Escola especializada ensina inglês para terceira idade

por | 10 de maio de 2022 | Carreira Sênior

Ana Iamaciro

Aprender um novo idioma nunca é tarde e pode trazer mais benefícios do que se imagina. Geralmente, ao atingir a terceira idade, já passamos por muitas coisas e tivemos diversas conquistas, sejam elas pessoais, profissionais ou materiais. Porém, se abre espaço para novos projetos e há uma necessidade de maior estímulo na memória.

Há 13 anos, quando ainda dava aulas de informática, a fundadora e professora da Escola Forever Young, Simone Carnio tinha alunos de diversas idades e percebeu uma demanda: aulas especializadas para os alunos da terceira idade. A tecnologia desde aquela época já é vista como uma necessidade e esse público apresentava maior dificuldade.

Porém, Simone percebeu que esses alunos estavam muito motivados e tinham um grande propósito de realmente aprender. Foi aí que surgiu a escola, com a proposta de ensino de inglês para idosos em Curitiba. Simone conta que as aulas são presenciais e personalizadas e os alunos são reduzidos. “Nós fazemos uma preparação com os professores para atender essa demanda, através de cursos e do repasse da nossa experiência”.

Marcos Antonio Coelho é professor da escola há quase 10 anos e dá aulas para os níveis intermediário/avançado. Ele explica que ainda não há muitos estudos sobre o ensino para os 50+, mas que existe a neuropsicopedagogia que os ajuda a entender melhor a como trabalhar com esse público. Sendo assim, eles adotaram o conceito de que são adultos ávidos por conhecimento, com muita bagagem e dispostos a superar desafios.

Falando em desafios, Marcos explica que existem alguns. “A memória é uma das principais questões. Além disso, atendemos um público que tem vontade de aprender, mas não quer ser pressionado pelo professor”, explica. Ele complementa dizendo que a repetição e a conexão dos temas das aulas com a. memória afetiva são a chave para manter o aluno interessado e fazer com que ele aprenda. “Linkar as aulas com vivências deles, falar sobre viagem e sobre atualidades é importante”.

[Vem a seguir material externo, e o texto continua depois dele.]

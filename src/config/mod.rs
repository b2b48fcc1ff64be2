mod types;

pub use types::*;

use anyhow::{Context, Result};
use std::path::{Path, PathBuf};

/// Load configuration from a TOML file
pub fn load_config(path: &Path) -> Result<Config> {
    let content = std::fs::read_to_string(path)
        .with_context(|| format!("Failed to read config file: {:?}", path))?;

    let mut config: Config = toml::from_str(&content)
        .with_context(|| format!("Failed to parse config file: {:?}", path))?;

    expand_paths(&mut config);
    validate_config(&config)?;

    Ok(config)
}

/// Load config from default locations or return default config
pub fn load_config_or_default(custom_path: Option<&Path>) -> Result<Config> {
    if let Some(path) = custom_path {
        return load_config(path);
    }

    let default_paths = [
        "./reelforge.toml",
        "./config.toml",
        "~/.config/reelforge/config.toml",
        "/etc/reelforge/config.toml",
    ];

    for path_str in default_paths {
        let path = shellexpand::tilde(path_str);
        let path = Path::new(path.as_ref());
        if path.exists() {
            return load_config(path);
        }
    }

    let mut config = Config::default();
    expand_paths(&mut config);
    validate_config(&config)?;
    Ok(config)
}

fn expand(path: &Path) -> PathBuf {
    PathBuf::from(shellexpand::tilde(&path.to_string_lossy()).as_ref())
}

/// Expand `~` in every configured path.
pub fn expand_paths(config: &mut Config) {
    let storage = &mut config.storage;
    storage.media_root = expand(&storage.media_root);
    storage.temp_dir = expand(&storage.temp_dir);
    storage.hls_dir = expand(&storage.hls_dir);
    storage.db_path = expand(&storage.db_path);

    let tools = &mut config.tools;
    for slot in [&mut tools.ffmpeg, &mut tools.ffprobe, &mut tools.mp4hls] {
        if let Some(path) = slot.as_mut() {
            *path = expand(path);
        }
    }
}

/// Validate configuration
pub fn validate_config(config: &Config) -> Result<()> {
    if config.workers.concurrency == 0 {
        anyhow::bail!("Worker concurrency cannot be 0");
    }

    let encoding = &config.encoding;
    if encoding.chunk_duration_secs == 0 {
        anyhow::bail!("Chunk duration cannot be 0");
    }
    if encoding.chunking_threshold_secs < encoding.chunk_duration_secs as f64 {
        anyhow::bail!(
            "Chunking threshold ({}s) must not be shorter than the chunk duration ({}s)",
            encoding.chunking_threshold_secs,
            encoding.chunk_duration_secs
        );
    }

    if config.packaging.segment_duration_secs == 0 {
        anyhow::bail!("Packaging segment duration cannot be 0");
    }

    if !config.storage.media_root.is_absolute() {
        anyhow::bail!(
            "Media root must be an absolute path: {:?}",
            config.storage.media_root
        );
    }

    if !config.storage.temp_dir.exists() {
        tracing::warn!("Temp dir does not exist yet: {:?}", config.storage.temp_dir);
    }

    Ok(())
}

Apesar das dificuldades, existem vantagens em aprender um idioma mais tarde. Simone conta que, além do estímulo cerebral, a escola promove a socialização entre os alunos com diversos clubes. Dentre eles, o clube do vinho, onde o sommelier explica sobre a bebida -em inglês- para os alunos. “Eu sempre brinco dizendo que eles vem aprender inglês e ganham muito mais”, comenta a fundadora, bem humorada.

Sobre o desenvolvimento nas aulas, o professor explica que ninguém é ‘nível 0’ de verdade. “Todos sabemos alguma coisinha, pela presença da língua inglesa no dia a dia”. Além disso, Marcos explica que existem vários níveis de fluência. “Você pode ser fluente no nível básico, no nível intermediário, etc”. Porém, para atingir um nível mais avançado, é preciso se dedicar dois anos e meio, em média. Nesse tempo, é possível se comunicar sem problemas em uma viagem, por exemplo. “E isso é uma conquista gigantesca para pessoas com mais de 60 anos”, comenta Marcos.